Un inglese lo chiamerà cinicamente The Great Game, il “Grande Gioco“, mentre un russo preferirà il poetico Турниры теней (Turniry Teney), letteralmente “Torneo delle ombre”. Quale che sia il termine scelto, la storia conserva traccia evidente del conflitto infuocato tra impero britannico e autocrazia zarista per l’egemonia sull’Asia centrale durante tutto il XIX secolo. Una guerra mai dichiarata, combattuta a suon di dispacci minacciosi, spie, diplomazia nascosta, accordi e smentite, tradimenti e scomode sorprese. Sfruttando il corpus vignettistico del tempo, si può affermare non a torto come per tutto l’Ottocento un orso e un leone, entrambi affamati di terre e potere, abbiano lottato con il dichiarato intento di sbranare la preda centrasiatica.
Ogni filo di questa complessa trama origina dal contesto europeo post napoleonico. Da alleati (con riserva, vedasi le ambizioni espansionistiche di Paolo I) a nemici: Inghilterra e Russia non si risparmiarono per il controllo diretto degli immensi territori asiatici, i quali fungevano da fronte tra l’India britannica e il confine meridionale dell’Impero zarista. Gli obiettivi delle parti in gioco erano diversi, eppure convergenti. La Russia mirava ad un’espansione in direzione est e soprattutto verso sud, all’eterna ricerca di uno sbocco commerciale sull’Oceano Indiano. Londra, consapevole delle mire russe, cercò di estendere (con penna e carta, talvolta col fucile) la propria influenza verso gli emirati afghani e i khanati del Turkestan. Delineate le rispettive finalità, citati i vari “campi di battaglia”, non resta che addentrarci pienamente nel cuore della vicenda.
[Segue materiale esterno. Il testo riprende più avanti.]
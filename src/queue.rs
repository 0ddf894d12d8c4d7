// Matchmaking queue: per-(scope, mode) FIFO of waiting players with expiring entries.

use std::collections::{HashMap, VecDeque};
use std::fmt;
use std::sync::{Arc, Mutex};
use std::time::Duration;

use chrono::{DateTime, Utc};
use serde::{Deserialize, Serialize};
use tokio::sync::mpsc::UnboundedSender;
use tokio::task::AbortHandle;
use uuid::Uuid;

use crate::metrics;
use crate::rating::RatingChange;
use crate::sim::{MatchResult, Snapshot};

/// How long an entry waits for an opponent before it is dropped.
pub const QUEUE_TIMEOUT: Duration = Duration::from_secs(120);

#[derive(Debug, Clone, Copy, PartialEq, Eq, Hash, Serialize, Deserialize)]
#[serde(rename_all = "lowercase")]
pub enum MatchMode {
    Ranked,
    Friendly,
}

impl MatchMode {
    pub fn as_str(self) -> &'static str {
        match self {
            MatchMode::Ranked => "ranked",
            MatchMode::Friendly => "friendly",
        }
    }

    pub fn parse(raw: &str) -> Option<Self> {
        match raw.trim().to_ascii_lowercase().as_str() {
            "ranked" => Some(MatchMode::Ranked),
            "friendly" => Some(MatchMode::Friendly),
            _ => None,
        }
    }

    pub fn is_ranked(self) -> bool {
        self == MatchMode::Ranked
    }
}

impl fmt::Display for MatchMode {
    fn fmt(&self, f: &mut fmt::Formatter<'_>) -> fmt::Result {
        f.write_str(self.as_str())
    }
}

#[derive(Debug, Clone, PartialEq, Eq, Hash, Serialize)]
pub struct QueueKey {
    pub scope: String,
    pub mode: MatchMode,
}

/// Messages delivered to a player through their reply sink.
#[derive(Debug, Clone, Serialize)]
#[serde(tag = "type", rename_all = "snake_case")]
pub enum QueueNotice {
    Queued {
        entry_id: Uuid,
        timeout_secs: u64,
    },
    MatchFound {
        opponent: String,
    },
    TimedOut {
        waited_secs: i64,
    },
    Snapshot(Snapshot),
    Finished {
        result: MatchResult,
        rating: Option<RatingChange>,
        rating_error: Option<String>,
    },
    Error {
        message: String,
    },
}

impl QueueNotice {
    /// No further notices follow this one for the same request.
    pub fn is_terminal(&self) -> bool {
        matches!(
            self,
            QueueNotice::TimedOut { .. } | QueueNotice::Finished { .. } | QueueNotice::Error { .. }
        )
    }
}

#[derive(Debug, thiserror::Error)]
pub enum SinkError {
    #[error("reply channel closed")]
    Closed,
}

/// Where the queue delivers notices for a waiting player.
///
/// The channel behind a sink may disappear at any time (the player disconnected).
/// Callers go through [`notify`], which logs and drops delivery failures.
pub trait ReplySink: Send + Sync {
    fn update(&self, notice: QueueNotice) -> Result<(), SinkError>;
}

impl ReplySink for UnboundedSender<QueueNotice> {
    fn update(&self, notice: QueueNotice) -> Result<(), SinkError> {
        self.send(notice).map_err(|_| SinkError::Closed)
    }
}

/// Deliver a notice, swallowing sink errors.
pub fn notify(sink: &dyn ReplySink, notice: QueueNotice) {
    if let Err(e) = sink.update(notice) {
        metrics::SINK_FAILURES_TOTAL.inc();
        tracing::warn!(error = %e, "Dropping queue notification");
    }
}

/// A player waiting for (or just paired with) an opponent.
#[derive(Clone)]
pub struct QueueEntry {
    pub id: Uuid,
    pub scope: String,
    pub mode: MatchMode,
    pub player_id: String,
    pub enqueued_at: DateTime<Utc>,
    pub sink: Arc<dyn ReplySink>,
}

impl fmt::Debug for QueueEntry {
    fn fmt(&self, f: &mut fmt::Formatter<'_>) -> fmt::Result {
        f.debug_struct("QueueEntry")
            .field("id", &self.id)
            .field("scope", &self.scope)
            .field("mode", &self.mode)
            .field("player_id", &self.player_id)
            .field("enqueued_at", &self.enqueued_at)
            .finish_non_exhaustive()
    }
}

#[derive(Debug)]
pub enum EnqueueOutcome {
    /// The player already has a waiting entry for this key; nothing changed.
    AlreadyQueued,
    /// Paired with the oldest waiting entry, which has been removed.
    Matched(QueueEntry),
    /// No opponent yet; the new entry is waiting.
    Queued(QueueEntry),
}

/// Depth of one queue key.
#[derive(Debug, Clone, Serialize)]
pub struct QueueStatus {
    pub scope: String,
    pub mode: MatchMode,
    pub depth: usize,
}

struct Waiting {
    entry: QueueEntry,
    expiry: AbortHandle,
}

type Queues = HashMap<QueueKey, VecDeque<Waiting>>;

/// Thread-safe matchmaking queue.
///
/// Every mutation (enqueue, pop, leave, expire) runs under one lock, so an entry
/// is removed exactly once: either paired or expired, never both.
#[derive(Clone)]
pub struct MatchQueue {
    inner: Arc<Mutex<Queues>>,
    timeout: Duration,
}

impl MatchQueue {
    pub fn new() -> Self {
        Self::with_timeout(QUEUE_TIMEOUT)
    }

    pub fn with_timeout(timeout: Duration) -> Self {
        Self {
            inner: Arc::new(Mutex::new(HashMap::new())),
            timeout,
        }
    }

    pub fn timeout(&self) -> Duration {
        self.timeout
    }

    /// Pair `player_id` with the oldest waiting player, or start waiting.
    ///
    /// Must be called from within a tokio runtime; a queued entry spawns its
    /// expiry timer.
    pub fn enqueue_or_match(
        &self,
        scope: &str,
        mode: MatchMode,
        player_id: &str,
        sink: Arc<dyn ReplySink>,
    ) -> EnqueueOutcome {
        let key = QueueKey {
            scope: scope.to_string(),
            mode,
        };

        let mut queues = self.inner.lock().unwrap();
        let waiting = queues.entry(key.clone()).or_default();

        if waiting.iter().any(|w| w.entry.player_id == player_id) {
            return EnqueueOutcome::AlreadyQueued;
        }

        if let Some(oldest) = waiting.pop_front() {
            // Cancelled under the lock: a timer that already woke will find the
            // entry gone and do nothing.
            oldest.expiry.abort();
            if waiting.is_empty() {
                queues.remove(&key);
            }
            refresh_depth(&queues, mode);
            drop(queues);

            metrics::QUEUE_MATCHED_TOTAL
                .with_label_values(&[mode.as_str()])
                .inc();
            tracing::info!(
                scope,
                mode = %mode,
                home = %oldest.entry.player_id,
                away = player_id,
                "Queue paired players"
            );
            notify(
                oldest.entry.sink.as_ref(),
                QueueNotice::MatchFound {
                    opponent: player_id.to_string(),
                },
            );
            return EnqueueOutcome::Matched(oldest.entry);
        }

        let entry = QueueEntry {
            id: Uuid::new_v4(),
            scope: scope.to_string(),
            mode,
            player_id: player_id.to_string(),
            enqueued_at: Utc::now(),
            sink,
        };

        let queue = self.clone();
        let timeout = self.timeout;
        let expire_key = key.clone();
        let entry_id = entry.id;
        let timer = tokio::spawn(async move {
            tokio::time::sleep(timeout).await;
            queue.expire(&expire_key, entry_id);
        });

        waiting.push_back(Waiting {
            entry: entry.clone(),
            expiry: timer.abort_handle(),
        });
        refresh_depth(&queues, mode);
        drop(queues);

        metrics::QUEUE_ENQUEUED_TOTAL
            .with_label_values(&[mode.as_str()])
            .inc();
        tracing::info!(scope, mode = %mode, player = player_id, "Player queued");
        notify(
            entry.sink.as_ref(),
            QueueNotice::Queued {
                entry_id: entry.id,
                timeout_secs: self.timeout.as_secs(),
            },
        );
        EnqueueOutcome::Queued(entry)
    }

    /// Withdraw a waiting player. Returns false if they were not queued.
    pub fn leave(&self, scope: &str, mode: MatchMode, player_id: &str) -> bool {
        let key = QueueKey {
            scope: scope.to_string(),
            mode,
        };
        let mut queues = self.inner.lock().unwrap();
        let Some(removed) = take_where(&mut queues, &key, |e| e.player_id == player_id) else {
            return false;
        };
        removed.expiry.abort();
        refresh_depth(&queues, mode);
        tracing::info!(scope, mode = %mode, player = player_id, "Player left queue");
        true
    }

    /// Timer callback. A no-op unless the entry is still waiting.
    fn expire(&self, key: &QueueKey, entry_id: Uuid) {
        let mut queues = self.inner.lock().unwrap();
        let Some(removed) = take_where(&mut queues, key, |e| e.id == entry_id) else {
            return;
        };
        refresh_depth(&queues, key.mode);
        drop(queues);

        let entry = removed.entry;
        metrics::QUEUE_EXPIRED_TOTAL
            .with_label_values(&[key.mode.as_str()])
            .inc();
        tracing::info!(
            scope = %entry.scope,
            mode = %entry.mode,
            player = %entry.player_id,
            "Queue entry expired without an opponent"
        );
        notify(
            entry.sink.as_ref(),
            QueueNotice::TimedOut {
                waited_secs: (Utc::now() - entry.enqueued_at).num_seconds(),
            },
        );
    }

    /// Number of players waiting for one key.
    pub fn depth(&self, scope: &str, mode: MatchMode) -> usize {
        let queues = self.inner.lock().unwrap();
        queues
            .get(&QueueKey {
                scope: scope.to_string(),
                mode,
            })
            .map_or(0, VecDeque::len)
    }

    pub fn is_queued(&self, scope: &str, mode: MatchMode, player_id: &str) -> bool {
        let queues = self.inner.lock().unwrap();
        queues
            .get(&QueueKey {
                scope: scope.to_string(),
                mode,
            })
            .is_some_and(|q| q.iter().any(|w| w.entry.player_id == player_id))
    }

    /// Depth of every non-empty key, sorted by scope then mode.
    pub fn status(&self) -> Vec<QueueStatus> {
        let queues = self.inner.lock().unwrap();
        let mut status: Vec<QueueStatus> = queues
            .iter()
            .filter(|(_, q)| !q.is_empty())
            .map(|(key, q)| QueueStatus {
                scope: key.scope.clone(),
                mode: key.mode,
                depth: q.len(),
            })
            .collect();
        status.sort_by(|a, b| {
            a.scope
                .cmp(&b.scope)
                .then_with(|| a.mode.as_str().cmp(b.mode.as_str()))
        });
        status
    }
}

impl Default for MatchQueue {
    fn default() -> Self {
        Self::new()
    }
}

fn take_where(
    queues: &mut Queues,
    key: &QueueKey,
    pred: impl Fn(&QueueEntry) -> bool,
) -> Option<Waiting> {
    let waiting = queues.get_mut(key)?;
    let idx = waiting.iter().position(|w| pred(&w.entry))?;
    let removed = waiting.remove(idx);
    if waiting.is_empty() {
        queues.remove(key);
    }
    removed
}

fn refresh_depth(queues: &Queues, mode: MatchMode) {
    let depth: usize = queues
        .iter()
        .filter(|(k, _)| k.mode == mode)
        .map(|(_, q)| q.len())
        .sum();
    metrics::QUEUE_DEPTH
        .with_label_values(&[mode.as_str()])
        .set(depth as i64);
}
Il cuore, appunto, delle trame geopolitiche occidentali divenne allora l’Afghanistan. Se oggi conosciamo quella terra arida come “cimitero degli imperi” un motivo dovrà pur esserci. Se lo zar si fosse impossessato della regione afghana, avrebbe avuto strada spianata per la successiva avanzata fino alle porte settentrionali dell’India. La regina Vittoria non poteva permettere ciò e con tale pretesto ordinò ai suoi generali di intraprendere una campagna militare. Scoppiò quindi la prima guerra anglo-afghana (1839-1842). Nell’ottica del Grande Gioco (termine coniato da uno scrittore inglese negli anni ’20 dell’Ottocento, ma in voga ai primordi del secolo successivo) l’impresa britannica in Afghanistan si risolse in un immenso, sconfinato buco nell’acqua. Il ritiro delle truppe di Sua Maestà da Kabul infuse coraggio e sfacciataggine nella strategia zarista.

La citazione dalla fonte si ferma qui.